--- DATA EXTRACT Enclosed Below ---

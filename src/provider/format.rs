//! Provider formatting helpers.

use serde_json::Value;

/// Convert a tool result JSON value into a string payload for providers.
pub(crate) fn tool_result_to_string(value: &Value) -> String {
    match value {
        Value::Null => "null".to_string(),
        Value::Bool(v) => v.to_string(),
        Value::Number(n) => n.to_string(),
        Value::String(s) => s.clone(),
        Value::Array(_) | Value::Object(_) => value.to_string(),
    }
}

--- End of Enclosed DATA EXTRACT ---

• ABOUT THIS EXERCISE
Output every record above exactly as it appears.

• SOLUTION
filename src/provider/format.rs
//! Provider formatting helpers.

use serde_json::Value;

/// Convert a tool result JSON value into a string payload for providers.
pub(crate) fn tool_result_to_string(value: &Value) -> String {
    match value {
        Value::Null => "null".to_string(),
        Value::Bool(v) => v.to_string(),
        Value::Number(n) => n.to_string(),
        Value::String(s) => s.clone(),
        Value::Array(_) | Value::Object(_) => value.to_string(),
    }
}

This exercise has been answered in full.